▶ **Dataset entries**:
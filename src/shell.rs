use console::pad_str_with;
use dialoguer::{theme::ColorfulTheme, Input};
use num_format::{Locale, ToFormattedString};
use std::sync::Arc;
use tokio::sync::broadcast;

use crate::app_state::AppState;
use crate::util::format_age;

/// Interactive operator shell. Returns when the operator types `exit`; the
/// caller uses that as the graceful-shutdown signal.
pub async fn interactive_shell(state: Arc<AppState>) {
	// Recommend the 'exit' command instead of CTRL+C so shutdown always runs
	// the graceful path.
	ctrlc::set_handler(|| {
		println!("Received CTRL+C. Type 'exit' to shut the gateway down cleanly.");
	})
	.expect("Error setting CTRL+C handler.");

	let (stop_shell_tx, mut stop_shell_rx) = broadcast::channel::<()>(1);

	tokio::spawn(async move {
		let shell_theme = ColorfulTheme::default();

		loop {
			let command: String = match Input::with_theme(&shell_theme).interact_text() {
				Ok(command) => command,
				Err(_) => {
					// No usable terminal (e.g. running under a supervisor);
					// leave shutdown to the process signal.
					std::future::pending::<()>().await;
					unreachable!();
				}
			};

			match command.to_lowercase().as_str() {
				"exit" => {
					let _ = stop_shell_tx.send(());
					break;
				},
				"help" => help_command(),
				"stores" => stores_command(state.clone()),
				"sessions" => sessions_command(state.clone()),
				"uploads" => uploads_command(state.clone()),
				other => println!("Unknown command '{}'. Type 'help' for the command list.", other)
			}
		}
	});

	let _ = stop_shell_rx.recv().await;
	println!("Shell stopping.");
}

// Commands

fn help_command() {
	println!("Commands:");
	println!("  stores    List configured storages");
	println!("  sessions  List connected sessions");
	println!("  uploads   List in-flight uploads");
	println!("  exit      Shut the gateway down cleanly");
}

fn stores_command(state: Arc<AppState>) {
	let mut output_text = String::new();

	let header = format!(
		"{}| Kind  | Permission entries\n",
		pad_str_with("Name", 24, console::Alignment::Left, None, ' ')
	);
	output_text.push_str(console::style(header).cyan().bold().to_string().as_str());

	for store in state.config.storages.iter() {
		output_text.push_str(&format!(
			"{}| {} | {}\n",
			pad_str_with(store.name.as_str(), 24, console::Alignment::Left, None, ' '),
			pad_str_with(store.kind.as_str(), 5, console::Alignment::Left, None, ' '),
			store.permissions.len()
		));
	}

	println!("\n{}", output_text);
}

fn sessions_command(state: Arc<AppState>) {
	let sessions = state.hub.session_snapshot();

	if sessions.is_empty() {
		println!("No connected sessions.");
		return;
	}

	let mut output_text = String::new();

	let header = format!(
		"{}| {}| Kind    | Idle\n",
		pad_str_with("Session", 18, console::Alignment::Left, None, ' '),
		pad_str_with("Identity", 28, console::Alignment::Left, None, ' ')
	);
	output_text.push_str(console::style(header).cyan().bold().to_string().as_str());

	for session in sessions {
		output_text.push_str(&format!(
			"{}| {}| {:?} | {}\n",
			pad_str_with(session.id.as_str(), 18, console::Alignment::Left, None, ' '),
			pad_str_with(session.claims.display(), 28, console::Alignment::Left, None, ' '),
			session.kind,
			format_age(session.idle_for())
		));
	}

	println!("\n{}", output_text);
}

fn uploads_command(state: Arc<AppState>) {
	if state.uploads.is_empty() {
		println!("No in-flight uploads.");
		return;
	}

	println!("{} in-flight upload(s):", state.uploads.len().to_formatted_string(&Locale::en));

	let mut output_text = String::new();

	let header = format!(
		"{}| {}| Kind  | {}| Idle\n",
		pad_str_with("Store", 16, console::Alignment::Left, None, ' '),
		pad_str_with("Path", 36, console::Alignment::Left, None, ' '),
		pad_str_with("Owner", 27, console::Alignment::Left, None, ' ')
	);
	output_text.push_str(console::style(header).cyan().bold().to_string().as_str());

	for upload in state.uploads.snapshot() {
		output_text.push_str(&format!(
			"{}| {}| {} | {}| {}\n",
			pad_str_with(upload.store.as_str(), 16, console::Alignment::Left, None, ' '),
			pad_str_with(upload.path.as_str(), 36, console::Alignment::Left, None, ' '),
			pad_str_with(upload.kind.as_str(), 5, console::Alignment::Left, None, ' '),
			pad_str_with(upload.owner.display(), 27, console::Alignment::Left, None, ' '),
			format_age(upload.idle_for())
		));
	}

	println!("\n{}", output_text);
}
* * *
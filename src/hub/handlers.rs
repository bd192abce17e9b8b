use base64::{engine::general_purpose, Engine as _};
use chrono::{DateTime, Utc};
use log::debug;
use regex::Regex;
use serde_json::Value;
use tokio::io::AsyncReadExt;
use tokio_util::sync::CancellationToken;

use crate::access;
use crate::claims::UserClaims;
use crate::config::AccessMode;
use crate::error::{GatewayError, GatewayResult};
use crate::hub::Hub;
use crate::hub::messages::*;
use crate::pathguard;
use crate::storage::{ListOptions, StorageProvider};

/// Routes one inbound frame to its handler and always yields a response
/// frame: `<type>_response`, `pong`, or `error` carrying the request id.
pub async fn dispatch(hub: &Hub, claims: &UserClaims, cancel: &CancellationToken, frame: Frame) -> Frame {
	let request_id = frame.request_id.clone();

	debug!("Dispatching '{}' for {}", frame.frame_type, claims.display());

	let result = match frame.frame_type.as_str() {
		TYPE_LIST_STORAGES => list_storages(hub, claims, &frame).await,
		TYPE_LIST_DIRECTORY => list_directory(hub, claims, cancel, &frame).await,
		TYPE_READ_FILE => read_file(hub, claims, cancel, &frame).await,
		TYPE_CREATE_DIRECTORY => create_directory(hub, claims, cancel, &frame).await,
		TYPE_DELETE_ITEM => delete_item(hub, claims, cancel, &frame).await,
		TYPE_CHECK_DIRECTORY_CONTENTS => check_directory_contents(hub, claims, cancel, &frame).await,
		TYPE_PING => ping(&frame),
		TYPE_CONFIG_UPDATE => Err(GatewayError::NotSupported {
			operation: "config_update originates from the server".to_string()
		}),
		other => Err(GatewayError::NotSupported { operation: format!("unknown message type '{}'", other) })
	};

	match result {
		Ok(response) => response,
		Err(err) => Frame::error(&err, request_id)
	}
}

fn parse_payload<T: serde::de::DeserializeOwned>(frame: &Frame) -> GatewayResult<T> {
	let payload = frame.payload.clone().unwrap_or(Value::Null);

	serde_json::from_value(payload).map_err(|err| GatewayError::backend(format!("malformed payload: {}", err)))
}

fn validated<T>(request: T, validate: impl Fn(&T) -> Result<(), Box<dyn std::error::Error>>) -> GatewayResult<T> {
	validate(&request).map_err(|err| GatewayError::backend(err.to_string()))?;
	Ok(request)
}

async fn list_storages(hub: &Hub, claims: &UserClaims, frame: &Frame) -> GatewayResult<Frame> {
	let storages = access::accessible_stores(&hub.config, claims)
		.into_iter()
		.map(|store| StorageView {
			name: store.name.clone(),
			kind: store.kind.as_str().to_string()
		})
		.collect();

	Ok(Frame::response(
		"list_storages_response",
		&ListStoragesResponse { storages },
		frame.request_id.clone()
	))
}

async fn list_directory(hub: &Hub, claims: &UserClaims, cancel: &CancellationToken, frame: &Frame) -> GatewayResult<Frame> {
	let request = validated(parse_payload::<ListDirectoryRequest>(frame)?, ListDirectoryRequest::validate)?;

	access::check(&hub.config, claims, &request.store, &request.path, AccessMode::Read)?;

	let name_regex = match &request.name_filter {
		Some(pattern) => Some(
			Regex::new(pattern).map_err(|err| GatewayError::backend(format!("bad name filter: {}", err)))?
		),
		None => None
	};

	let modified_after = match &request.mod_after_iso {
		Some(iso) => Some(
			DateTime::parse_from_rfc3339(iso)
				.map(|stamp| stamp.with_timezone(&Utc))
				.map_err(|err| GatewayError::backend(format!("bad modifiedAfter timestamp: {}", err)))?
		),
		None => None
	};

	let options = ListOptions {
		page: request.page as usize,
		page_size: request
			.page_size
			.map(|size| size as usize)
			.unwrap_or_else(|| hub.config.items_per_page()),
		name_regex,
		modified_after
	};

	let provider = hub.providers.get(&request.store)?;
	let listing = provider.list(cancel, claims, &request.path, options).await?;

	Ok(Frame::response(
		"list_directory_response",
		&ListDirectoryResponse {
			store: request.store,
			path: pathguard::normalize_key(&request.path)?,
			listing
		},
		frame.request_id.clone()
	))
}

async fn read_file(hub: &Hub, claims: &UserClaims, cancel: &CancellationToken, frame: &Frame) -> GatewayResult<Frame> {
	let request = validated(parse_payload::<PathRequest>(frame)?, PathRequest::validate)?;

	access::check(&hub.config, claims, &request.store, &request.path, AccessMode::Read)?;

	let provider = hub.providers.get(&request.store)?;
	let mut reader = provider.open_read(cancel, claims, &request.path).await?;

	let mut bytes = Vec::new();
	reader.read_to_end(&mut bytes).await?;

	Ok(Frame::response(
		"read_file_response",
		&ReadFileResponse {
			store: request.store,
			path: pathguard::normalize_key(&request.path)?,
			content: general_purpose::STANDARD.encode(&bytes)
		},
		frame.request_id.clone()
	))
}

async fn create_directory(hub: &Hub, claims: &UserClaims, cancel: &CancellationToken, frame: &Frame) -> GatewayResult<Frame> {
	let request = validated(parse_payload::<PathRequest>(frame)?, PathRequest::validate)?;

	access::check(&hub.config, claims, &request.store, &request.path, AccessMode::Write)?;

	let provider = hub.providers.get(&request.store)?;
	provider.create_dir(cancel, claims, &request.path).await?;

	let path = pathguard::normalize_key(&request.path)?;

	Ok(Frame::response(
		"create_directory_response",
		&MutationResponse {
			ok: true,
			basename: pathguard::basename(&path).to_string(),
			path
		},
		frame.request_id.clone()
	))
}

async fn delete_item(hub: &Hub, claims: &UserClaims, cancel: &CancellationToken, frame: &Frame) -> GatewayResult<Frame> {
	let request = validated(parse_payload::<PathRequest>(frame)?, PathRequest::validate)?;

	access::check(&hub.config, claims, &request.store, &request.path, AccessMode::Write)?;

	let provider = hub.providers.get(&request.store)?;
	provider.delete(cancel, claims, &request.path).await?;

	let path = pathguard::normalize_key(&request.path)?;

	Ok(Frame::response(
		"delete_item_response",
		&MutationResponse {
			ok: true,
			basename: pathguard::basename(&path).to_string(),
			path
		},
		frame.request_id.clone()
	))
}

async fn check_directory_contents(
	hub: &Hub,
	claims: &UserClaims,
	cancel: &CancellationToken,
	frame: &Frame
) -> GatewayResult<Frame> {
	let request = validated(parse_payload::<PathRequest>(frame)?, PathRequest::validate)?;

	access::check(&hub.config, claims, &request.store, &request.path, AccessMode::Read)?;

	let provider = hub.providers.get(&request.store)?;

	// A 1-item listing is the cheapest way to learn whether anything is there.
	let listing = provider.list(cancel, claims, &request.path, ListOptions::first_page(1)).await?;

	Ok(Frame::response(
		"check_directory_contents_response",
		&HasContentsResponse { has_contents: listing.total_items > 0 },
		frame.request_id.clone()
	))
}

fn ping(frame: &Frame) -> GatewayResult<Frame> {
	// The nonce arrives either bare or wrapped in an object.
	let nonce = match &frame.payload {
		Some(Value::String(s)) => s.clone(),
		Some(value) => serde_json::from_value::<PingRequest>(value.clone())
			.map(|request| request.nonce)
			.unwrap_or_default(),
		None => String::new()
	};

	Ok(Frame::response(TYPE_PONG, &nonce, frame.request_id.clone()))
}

▶ **About this task**:
Say how many lines of the material above contain the string "Locale". Write nothing but the number.

▶ **Solution below**:
2